# Problem statement
For each line in the material below that holds "Mutex", copy that line.
*** Block opens ***
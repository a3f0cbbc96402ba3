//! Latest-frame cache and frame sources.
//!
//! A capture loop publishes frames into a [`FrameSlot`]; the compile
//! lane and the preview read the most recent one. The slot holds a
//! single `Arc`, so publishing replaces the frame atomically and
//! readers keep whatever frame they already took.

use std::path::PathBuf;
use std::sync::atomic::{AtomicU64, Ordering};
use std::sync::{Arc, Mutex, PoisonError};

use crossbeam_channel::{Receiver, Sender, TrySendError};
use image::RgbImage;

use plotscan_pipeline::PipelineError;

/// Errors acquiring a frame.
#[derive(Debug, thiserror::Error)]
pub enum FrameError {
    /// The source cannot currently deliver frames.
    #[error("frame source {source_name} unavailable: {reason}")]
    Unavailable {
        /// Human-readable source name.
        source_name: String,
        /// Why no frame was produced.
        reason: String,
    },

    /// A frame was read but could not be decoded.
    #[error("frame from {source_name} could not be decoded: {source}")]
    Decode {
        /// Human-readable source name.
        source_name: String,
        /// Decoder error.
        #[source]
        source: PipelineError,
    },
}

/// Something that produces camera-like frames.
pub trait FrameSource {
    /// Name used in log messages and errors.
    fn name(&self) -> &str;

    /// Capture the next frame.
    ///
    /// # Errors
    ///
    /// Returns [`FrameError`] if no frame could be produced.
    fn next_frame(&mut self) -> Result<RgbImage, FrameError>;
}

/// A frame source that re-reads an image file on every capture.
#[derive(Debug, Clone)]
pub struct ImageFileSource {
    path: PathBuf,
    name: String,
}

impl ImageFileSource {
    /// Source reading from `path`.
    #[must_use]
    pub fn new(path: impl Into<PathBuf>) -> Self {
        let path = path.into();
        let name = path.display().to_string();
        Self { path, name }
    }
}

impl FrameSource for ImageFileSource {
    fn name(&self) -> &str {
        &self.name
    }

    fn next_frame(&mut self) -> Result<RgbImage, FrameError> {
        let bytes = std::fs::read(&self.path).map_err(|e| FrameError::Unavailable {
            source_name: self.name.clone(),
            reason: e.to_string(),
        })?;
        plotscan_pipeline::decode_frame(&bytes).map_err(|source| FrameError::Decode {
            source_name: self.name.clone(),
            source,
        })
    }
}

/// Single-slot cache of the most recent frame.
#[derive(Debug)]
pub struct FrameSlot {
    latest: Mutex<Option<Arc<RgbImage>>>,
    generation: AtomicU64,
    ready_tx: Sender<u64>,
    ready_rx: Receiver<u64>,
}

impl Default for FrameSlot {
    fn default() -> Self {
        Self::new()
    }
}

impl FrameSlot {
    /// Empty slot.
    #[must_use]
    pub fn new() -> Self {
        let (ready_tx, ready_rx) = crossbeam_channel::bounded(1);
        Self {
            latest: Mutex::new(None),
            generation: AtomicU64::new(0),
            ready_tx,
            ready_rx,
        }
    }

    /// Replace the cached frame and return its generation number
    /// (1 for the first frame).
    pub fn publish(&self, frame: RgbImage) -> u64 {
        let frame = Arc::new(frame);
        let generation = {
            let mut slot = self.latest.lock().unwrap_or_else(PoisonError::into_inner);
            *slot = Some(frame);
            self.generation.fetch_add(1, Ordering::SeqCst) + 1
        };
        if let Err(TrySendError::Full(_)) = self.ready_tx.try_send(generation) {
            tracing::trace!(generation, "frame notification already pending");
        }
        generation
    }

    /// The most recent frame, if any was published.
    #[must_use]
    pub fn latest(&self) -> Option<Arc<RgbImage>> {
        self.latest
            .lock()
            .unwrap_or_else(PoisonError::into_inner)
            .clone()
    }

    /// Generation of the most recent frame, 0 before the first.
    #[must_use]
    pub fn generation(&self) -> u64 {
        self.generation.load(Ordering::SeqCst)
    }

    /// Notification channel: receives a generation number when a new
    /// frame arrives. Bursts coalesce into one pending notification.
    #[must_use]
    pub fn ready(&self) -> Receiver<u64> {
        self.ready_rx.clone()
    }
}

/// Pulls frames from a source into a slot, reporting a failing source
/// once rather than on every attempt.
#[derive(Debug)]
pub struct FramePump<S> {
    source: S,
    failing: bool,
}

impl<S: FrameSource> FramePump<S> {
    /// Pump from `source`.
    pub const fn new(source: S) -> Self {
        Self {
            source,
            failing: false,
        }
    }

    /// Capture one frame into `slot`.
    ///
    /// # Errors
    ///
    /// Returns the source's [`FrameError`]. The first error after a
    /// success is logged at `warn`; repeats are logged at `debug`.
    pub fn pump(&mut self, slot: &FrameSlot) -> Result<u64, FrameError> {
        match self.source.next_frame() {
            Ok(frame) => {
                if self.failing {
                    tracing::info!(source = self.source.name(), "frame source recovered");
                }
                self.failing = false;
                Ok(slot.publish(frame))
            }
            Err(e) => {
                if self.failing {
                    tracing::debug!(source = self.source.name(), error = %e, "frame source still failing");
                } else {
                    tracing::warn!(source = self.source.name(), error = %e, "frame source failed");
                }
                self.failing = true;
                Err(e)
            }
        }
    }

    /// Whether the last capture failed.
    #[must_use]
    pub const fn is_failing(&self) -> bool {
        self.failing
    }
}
*** Block closes ***
*** Block opens ***
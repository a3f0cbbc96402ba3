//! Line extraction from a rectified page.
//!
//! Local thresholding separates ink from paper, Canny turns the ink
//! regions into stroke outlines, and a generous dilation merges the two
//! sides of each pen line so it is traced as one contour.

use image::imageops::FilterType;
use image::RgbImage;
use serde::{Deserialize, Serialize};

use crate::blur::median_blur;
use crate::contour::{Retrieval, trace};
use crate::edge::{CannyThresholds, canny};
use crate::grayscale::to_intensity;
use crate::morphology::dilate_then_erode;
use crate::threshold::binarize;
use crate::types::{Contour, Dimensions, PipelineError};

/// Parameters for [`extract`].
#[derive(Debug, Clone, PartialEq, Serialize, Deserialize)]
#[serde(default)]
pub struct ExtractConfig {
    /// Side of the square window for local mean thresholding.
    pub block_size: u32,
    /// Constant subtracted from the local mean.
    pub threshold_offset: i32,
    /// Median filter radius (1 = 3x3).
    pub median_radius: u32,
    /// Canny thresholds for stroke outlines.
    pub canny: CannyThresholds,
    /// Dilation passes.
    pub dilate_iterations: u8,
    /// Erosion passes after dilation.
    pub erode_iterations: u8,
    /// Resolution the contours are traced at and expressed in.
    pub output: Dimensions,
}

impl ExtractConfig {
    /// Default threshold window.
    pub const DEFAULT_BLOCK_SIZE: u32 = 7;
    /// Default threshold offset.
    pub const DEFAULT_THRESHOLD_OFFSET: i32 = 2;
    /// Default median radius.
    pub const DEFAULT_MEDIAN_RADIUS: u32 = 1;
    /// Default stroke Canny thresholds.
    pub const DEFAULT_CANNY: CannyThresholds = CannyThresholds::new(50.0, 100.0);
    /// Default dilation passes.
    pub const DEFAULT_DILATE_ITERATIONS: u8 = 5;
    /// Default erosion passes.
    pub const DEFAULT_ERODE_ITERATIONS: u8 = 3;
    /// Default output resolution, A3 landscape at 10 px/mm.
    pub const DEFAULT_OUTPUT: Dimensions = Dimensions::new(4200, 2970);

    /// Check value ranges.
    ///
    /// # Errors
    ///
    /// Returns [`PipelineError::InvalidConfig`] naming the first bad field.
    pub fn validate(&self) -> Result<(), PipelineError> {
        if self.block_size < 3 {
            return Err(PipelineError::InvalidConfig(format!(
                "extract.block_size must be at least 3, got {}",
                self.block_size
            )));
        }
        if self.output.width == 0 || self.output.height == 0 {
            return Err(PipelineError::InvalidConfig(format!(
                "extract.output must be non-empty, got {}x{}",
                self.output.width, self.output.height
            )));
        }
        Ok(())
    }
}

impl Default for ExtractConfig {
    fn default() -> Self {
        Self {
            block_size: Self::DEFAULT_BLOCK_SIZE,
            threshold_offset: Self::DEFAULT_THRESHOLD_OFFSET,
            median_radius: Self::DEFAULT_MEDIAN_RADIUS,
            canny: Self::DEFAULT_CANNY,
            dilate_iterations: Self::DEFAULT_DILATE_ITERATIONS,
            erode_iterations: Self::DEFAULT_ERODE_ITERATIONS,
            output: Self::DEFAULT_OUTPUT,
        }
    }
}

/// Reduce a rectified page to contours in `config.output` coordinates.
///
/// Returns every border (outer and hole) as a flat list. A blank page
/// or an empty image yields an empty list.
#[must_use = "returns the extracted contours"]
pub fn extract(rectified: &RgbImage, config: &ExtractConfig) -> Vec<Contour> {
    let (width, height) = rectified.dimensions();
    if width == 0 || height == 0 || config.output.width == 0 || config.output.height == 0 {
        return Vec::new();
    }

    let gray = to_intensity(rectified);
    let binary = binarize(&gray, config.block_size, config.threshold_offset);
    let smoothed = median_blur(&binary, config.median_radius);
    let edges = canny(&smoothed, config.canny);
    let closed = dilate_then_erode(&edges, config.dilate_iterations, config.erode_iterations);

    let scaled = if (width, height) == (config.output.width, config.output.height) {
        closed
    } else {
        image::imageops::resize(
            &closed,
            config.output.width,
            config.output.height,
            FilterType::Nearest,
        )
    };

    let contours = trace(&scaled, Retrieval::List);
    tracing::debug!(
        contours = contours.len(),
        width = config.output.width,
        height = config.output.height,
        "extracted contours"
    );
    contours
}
*** Block closes ***
*** Block opens ***
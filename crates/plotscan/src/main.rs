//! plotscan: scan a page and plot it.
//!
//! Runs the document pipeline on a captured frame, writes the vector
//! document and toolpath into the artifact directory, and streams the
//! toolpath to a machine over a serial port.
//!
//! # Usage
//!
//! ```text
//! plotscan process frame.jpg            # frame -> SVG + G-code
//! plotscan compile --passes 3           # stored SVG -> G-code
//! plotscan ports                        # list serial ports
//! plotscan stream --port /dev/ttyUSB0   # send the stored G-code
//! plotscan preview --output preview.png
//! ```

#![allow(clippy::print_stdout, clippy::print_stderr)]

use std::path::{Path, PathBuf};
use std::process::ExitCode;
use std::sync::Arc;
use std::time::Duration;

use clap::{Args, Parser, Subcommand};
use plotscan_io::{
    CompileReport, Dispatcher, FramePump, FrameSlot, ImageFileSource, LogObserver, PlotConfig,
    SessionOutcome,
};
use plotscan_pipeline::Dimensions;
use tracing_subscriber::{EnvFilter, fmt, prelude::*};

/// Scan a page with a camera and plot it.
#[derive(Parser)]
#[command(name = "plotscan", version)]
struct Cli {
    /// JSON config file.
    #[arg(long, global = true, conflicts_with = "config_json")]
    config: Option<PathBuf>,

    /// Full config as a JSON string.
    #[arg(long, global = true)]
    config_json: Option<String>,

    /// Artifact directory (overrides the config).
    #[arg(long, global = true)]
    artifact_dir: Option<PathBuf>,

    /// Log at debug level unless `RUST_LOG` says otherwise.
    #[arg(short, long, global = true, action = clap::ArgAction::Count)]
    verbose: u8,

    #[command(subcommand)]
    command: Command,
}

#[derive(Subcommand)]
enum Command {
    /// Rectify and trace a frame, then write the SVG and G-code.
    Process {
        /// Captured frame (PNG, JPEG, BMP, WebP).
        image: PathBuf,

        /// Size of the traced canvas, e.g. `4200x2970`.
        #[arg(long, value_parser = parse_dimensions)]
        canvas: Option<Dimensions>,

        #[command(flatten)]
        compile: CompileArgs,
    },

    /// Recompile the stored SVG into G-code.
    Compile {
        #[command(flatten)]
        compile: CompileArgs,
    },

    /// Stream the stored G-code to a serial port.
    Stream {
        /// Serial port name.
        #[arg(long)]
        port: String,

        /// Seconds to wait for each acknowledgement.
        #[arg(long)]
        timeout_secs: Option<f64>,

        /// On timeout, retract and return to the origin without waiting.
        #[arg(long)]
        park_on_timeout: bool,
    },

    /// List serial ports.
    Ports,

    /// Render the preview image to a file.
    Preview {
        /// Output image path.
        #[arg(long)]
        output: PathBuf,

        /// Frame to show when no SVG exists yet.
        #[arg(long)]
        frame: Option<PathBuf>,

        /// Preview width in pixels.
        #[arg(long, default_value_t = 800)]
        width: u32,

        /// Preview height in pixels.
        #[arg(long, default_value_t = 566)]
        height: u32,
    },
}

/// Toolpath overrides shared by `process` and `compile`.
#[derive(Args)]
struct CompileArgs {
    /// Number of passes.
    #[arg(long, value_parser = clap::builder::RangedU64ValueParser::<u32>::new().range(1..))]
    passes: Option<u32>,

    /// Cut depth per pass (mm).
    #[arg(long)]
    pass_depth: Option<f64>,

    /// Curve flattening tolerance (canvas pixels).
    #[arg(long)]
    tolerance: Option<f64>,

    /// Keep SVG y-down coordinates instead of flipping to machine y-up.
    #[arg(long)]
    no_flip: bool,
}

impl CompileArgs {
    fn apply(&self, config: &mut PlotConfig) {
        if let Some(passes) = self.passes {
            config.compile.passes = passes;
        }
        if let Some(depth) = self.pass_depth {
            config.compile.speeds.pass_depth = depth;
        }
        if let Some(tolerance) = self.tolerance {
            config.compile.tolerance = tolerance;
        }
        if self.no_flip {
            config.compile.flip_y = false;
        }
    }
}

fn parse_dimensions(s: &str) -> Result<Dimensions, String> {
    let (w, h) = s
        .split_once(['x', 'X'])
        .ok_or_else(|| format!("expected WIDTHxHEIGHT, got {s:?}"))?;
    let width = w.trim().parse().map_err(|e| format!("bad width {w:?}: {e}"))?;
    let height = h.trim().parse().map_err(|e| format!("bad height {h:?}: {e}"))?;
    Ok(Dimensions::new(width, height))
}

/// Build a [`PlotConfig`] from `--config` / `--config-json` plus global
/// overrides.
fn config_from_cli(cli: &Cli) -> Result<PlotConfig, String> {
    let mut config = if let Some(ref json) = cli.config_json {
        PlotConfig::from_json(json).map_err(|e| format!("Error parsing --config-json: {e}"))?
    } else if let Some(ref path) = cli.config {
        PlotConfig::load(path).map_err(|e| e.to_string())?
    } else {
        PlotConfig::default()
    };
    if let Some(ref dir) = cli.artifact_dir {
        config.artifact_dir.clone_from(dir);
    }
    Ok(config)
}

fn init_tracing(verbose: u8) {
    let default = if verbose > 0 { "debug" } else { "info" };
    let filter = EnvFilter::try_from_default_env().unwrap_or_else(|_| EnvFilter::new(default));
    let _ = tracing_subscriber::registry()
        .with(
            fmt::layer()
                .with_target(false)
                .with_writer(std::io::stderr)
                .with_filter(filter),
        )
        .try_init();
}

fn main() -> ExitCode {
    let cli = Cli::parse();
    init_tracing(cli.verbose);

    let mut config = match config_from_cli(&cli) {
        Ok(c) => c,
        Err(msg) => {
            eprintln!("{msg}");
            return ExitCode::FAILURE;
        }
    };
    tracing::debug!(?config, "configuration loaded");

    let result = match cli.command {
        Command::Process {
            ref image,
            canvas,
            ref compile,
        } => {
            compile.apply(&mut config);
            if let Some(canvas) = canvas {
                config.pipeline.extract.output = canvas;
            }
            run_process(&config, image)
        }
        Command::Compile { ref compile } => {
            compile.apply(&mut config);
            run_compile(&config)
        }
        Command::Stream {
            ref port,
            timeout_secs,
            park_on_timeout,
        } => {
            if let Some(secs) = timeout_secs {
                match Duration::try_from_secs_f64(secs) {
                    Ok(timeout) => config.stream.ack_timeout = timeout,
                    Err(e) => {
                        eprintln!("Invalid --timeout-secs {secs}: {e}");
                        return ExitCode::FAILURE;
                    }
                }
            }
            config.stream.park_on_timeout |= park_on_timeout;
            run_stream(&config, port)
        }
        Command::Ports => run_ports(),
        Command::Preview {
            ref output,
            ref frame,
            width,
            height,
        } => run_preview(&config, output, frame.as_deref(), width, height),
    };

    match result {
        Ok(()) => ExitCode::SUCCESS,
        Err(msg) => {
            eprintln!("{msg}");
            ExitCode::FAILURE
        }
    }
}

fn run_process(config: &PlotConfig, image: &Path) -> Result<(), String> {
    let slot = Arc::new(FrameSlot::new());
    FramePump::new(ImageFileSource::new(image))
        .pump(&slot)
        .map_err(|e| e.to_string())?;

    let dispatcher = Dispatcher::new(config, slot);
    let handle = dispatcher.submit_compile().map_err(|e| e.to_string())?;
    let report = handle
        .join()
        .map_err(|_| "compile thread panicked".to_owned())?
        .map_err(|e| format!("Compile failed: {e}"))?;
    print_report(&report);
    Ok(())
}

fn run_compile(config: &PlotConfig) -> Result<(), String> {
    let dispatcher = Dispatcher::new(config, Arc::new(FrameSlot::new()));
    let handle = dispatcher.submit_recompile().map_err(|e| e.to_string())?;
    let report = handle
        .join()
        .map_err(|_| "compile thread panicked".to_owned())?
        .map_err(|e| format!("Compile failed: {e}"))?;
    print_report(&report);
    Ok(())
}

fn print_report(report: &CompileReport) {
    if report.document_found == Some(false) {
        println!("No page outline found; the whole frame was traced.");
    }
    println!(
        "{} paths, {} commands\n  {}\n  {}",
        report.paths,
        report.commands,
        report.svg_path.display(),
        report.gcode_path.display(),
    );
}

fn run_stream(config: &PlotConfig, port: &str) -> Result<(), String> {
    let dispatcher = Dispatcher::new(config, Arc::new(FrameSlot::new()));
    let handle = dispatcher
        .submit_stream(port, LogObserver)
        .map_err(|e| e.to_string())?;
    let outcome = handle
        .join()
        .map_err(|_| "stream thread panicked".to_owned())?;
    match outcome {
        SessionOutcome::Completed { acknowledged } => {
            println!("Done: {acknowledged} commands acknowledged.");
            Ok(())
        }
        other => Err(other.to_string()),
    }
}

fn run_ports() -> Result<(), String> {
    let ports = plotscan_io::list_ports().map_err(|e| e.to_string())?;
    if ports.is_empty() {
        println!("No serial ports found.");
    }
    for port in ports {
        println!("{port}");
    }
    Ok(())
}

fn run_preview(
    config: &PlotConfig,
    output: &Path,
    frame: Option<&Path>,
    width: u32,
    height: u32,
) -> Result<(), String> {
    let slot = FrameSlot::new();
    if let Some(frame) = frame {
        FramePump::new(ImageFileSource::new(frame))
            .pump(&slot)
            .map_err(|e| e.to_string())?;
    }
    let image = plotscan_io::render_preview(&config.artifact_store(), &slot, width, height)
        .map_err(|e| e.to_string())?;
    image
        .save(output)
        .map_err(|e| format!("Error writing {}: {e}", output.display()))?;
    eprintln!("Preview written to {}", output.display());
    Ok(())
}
*** Block closes ***
# Result
use std::sync::{Arc, Mutex, PoisonError};
    latest: Mutex<Option<Arc<RgbImage>>>,
            latest: Mutex::new(None),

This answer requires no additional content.